Tiptree jam maker Wilkin & Sons plans expansion

By Anne Bruce

- Last updated on GMT

Tiptree jam today - and perhaps a new factory in 2014
Tiptree jam today - and perhaps a new factory in 2014
Jam supplier Wilkin & Sons has moved its distribution operations to new premises to ease a squeeze at its factory.

The Tiptree-based company opened a 465m2​ distribution facility in near Earls Colne, Essex last month, farm director Chris Newenham told FoodManufacture.co.uk.

The facility employs 12 people, all of whom have relocated from the existing base.

The move comes as the company advances towards getting planning permission for a new £15M factory, based to the south of its current site in the village of Tiptree.

It wants the Colchester Council to rezone land immediately adjacent to the current premises to build the new factory, said Newenham.

The proposals have been sent to the planning inspector by Colchester Council, and are set to be examined in public hearings later this year.

New jam factory

The process will decide whether local and council support for the new jam factory proposals are sufficiently compelling.

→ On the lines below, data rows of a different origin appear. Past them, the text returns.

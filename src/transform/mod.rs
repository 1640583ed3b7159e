//! The collaborator boundary: concrete PDF transformation primitives.
//!
//! The traversal engine treats transformations as opaque async functions
//! over binary snapshots. [`Transformer`] is that seam; the engine routes
//! data to it and never inspects document bytes itself. The bundled
//! [`OpaqueTransformer`] implements the seam structurally (no PDF parsing),
//! which is enough to drive every engine path in development and tests.
//! Production embedders bind this trait to a real PDF toolkit.

pub mod opaque;

pub use opaque::OpaqueTransformer;

use async_trait::async_trait;
use bytes::Bytes;
use miette::Diagnostic;
use std::collections::BTreeMap;
use thiserror::Error;

use crate::operations::SplitOnMode;

/// Error raised by a transformation collaborator.
///
/// Any collaborator failure aborts the whole run; there are no
/// partial-failure semantics.
#[derive(Debug, Error, Diagnostic)]
pub enum TransformError {
    #[error("{operation} failed: {message}")]
    #[diagnostic(code(paperflow::transform::failed))]
    Failed {
        operation: &'static str,
        message: String,
    },

    #[error("{operation} received no input documents")]
    #[diagnostic(
        code(paperflow::transform::empty_input),
        help("Check that the branch feeding this operation still carries documents.")
    )]
    EmptyInput { operation: &'static str },
}

/// One or more binary snapshots in, new snapshot(s) out.
///
/// Implementations must be `Send + Sync`; one transformer instance is shared
/// by every workflow the process runs.
#[async_trait]
pub trait Transformer: Send + Sync {
    /// Keep only the given zero-based pages.
    async fn extract(&self, snapshot: Bytes, pages: &[usize]) -> Result<Bytes, TransformError>;

    /// Cut after each given zero-based page index, returning the fragments
    /// in document order.
    async fn split(
        &self,
        snapshot: Bytes,
        split_after: &[usize],
    ) -> Result<Vec<Bytes>, TransformError>;

    /// Cut wherever the detector fires.
    async fn split_on(
        &self,
        snapshot: Bytes,
        mode: SplitOnMode,
        threshold: f32,
    ) -> Result<Vec<Bytes>, TransformError>;

    /// Combine the snapshots, in order, into one document.
    async fn merge(&self, snapshots: Vec<Bytes>) -> Result<Bytes, TransformError>;

    /// Rotate every page by the given degrees.
    async fn rotate(&self, snapshot: Bytes, degrees: i32) -> Result<Bytes, TransformError>;

    /// N-up imposition onto the given page format.
    async fn impose(
        &self,
        snapshot: Bytes,
        nup: u32,
        format: &str,
    ) -> Result<Bytes, TransformError>;

    /// Overwrite document information entries.
    async fn edit_metadata(
        &self,
        snapshot: Bytes,
        metadata: &BTreeMap<String, String>,
    ) -> Result<Bytes, TransformError>;

    /// Reorder pages by a named scheme, optionally with an explicit order.
    async fn organize(
        &self,
        snapshot: Bytes,
        operation: &str,
        custom_order: Option<&str>,
    ) -> Result<Bytes, TransformError>;

    /// Drop pages whiter than the threshold.
    async fn remove_blank_pages(
        &self,
        snapshot: Bytes,
        white_threshold: f32,
    ) -> Result<Bytes, TransformError>;
}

Wilkin & Sons told FoodManufacture last year that it had outgrown its existing base in Factory Hill in the village of Tiptree, Essex, parts of which are more than a century old. The factory is currently working 24 hours a day, seven days a week to keep up with demand, with sales up a reported 19% year-on-year.

Wilkin & Sons looked at options including a move from its iconic base of Tiptree, as well as the rezoning plan.

Tiptree

Newenham said: “No plans have been submitted yet. We are in a process with the council of looking at getting the land rezoned. The business continues to grow as a whole.”

The family-firm hoped to part-fund the development by winning permission to build up to 250 homes on the existing factory site and on fields opposite.

If the plans are approved Wilkin & Sons hopes to start building the factory in 2014.

The first Tiptree conserves were made in 1885 and the firm still grows fruit on the Tiptree estates.

Meanwhile, leading the race to buy Premier Foods’ Hartley’s jams and spreads business is US natural and organic food group Hain Celestial, according to a report in The Financial Times​ today (June 22).